What you are asked to do >>
Scan the entries below. Report each line where the string "RouteTable" occurs.
───── Data records
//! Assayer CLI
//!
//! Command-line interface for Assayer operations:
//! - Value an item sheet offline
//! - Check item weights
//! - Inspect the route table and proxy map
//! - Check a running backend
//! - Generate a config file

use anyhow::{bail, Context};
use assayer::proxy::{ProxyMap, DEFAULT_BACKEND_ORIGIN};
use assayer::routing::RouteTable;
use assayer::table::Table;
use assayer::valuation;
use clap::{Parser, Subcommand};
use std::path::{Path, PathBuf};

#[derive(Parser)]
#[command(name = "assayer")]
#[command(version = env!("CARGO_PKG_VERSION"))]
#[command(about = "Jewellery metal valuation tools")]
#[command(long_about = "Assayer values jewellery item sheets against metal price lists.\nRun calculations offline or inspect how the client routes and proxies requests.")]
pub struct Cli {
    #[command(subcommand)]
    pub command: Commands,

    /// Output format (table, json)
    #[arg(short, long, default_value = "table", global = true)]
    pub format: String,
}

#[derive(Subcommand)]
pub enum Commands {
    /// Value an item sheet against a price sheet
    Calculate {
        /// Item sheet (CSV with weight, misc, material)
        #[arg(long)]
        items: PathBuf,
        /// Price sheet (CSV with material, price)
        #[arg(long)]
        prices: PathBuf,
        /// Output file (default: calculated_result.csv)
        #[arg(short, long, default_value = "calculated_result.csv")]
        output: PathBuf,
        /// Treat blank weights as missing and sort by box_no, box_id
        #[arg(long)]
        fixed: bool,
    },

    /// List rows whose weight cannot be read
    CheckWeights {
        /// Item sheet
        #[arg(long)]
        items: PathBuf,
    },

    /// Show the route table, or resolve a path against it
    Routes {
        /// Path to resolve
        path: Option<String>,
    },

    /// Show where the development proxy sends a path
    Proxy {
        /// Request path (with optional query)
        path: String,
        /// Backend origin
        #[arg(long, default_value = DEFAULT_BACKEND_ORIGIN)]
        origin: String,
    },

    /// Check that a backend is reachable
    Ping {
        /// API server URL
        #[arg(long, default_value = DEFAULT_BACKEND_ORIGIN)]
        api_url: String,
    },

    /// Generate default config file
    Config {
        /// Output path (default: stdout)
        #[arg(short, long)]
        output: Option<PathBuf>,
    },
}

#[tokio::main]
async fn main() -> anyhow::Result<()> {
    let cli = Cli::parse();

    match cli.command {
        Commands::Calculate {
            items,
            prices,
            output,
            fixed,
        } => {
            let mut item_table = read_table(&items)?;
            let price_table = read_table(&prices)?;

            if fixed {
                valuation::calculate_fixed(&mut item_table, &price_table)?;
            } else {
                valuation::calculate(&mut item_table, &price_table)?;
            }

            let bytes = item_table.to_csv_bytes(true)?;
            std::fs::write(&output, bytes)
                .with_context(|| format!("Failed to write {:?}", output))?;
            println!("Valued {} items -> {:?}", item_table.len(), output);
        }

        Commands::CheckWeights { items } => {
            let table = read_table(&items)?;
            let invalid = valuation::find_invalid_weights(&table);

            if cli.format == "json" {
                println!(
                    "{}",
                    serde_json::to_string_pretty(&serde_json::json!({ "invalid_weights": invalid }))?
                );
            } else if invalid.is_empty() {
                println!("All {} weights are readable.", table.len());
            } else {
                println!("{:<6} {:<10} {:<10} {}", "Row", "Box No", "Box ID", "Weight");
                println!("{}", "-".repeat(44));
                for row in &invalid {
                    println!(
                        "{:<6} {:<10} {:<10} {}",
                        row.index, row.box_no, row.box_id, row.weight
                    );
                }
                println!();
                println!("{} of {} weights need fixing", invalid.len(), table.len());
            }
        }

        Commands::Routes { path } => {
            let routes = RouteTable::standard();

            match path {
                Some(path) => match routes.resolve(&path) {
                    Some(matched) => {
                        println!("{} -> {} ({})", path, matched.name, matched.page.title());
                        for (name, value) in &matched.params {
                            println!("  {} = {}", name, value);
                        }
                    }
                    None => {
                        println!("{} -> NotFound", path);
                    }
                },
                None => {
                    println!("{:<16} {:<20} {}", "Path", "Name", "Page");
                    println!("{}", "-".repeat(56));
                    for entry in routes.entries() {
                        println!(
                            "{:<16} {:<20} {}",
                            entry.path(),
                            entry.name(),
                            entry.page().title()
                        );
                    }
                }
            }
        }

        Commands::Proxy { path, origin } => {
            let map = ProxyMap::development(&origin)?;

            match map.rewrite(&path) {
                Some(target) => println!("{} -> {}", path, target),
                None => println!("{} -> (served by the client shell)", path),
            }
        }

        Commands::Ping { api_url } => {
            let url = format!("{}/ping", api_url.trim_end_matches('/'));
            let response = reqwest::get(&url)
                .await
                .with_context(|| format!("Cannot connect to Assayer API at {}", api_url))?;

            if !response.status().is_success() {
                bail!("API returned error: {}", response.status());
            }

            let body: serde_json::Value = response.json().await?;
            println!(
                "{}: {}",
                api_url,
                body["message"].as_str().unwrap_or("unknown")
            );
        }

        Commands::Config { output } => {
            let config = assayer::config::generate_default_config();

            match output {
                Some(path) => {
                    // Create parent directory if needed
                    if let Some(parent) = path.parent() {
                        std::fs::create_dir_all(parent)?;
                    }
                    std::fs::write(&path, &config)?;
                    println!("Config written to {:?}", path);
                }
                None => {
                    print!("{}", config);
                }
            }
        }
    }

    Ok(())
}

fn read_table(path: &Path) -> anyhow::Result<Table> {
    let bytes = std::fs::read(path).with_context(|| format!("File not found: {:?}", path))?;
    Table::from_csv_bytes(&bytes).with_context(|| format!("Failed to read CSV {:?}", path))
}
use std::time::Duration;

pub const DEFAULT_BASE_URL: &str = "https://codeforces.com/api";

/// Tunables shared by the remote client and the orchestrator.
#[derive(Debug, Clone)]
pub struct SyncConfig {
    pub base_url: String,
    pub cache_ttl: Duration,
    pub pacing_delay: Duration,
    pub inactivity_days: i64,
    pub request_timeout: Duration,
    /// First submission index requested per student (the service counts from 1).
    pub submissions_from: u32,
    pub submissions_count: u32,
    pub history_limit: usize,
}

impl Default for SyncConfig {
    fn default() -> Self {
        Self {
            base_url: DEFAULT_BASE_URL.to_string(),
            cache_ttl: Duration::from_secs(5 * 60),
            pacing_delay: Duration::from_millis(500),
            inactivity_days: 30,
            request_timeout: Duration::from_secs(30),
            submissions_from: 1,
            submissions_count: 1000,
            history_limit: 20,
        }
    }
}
──────────
Solution >>
use assayer::routing::RouteTable;
            let routes = RouteTable::standard();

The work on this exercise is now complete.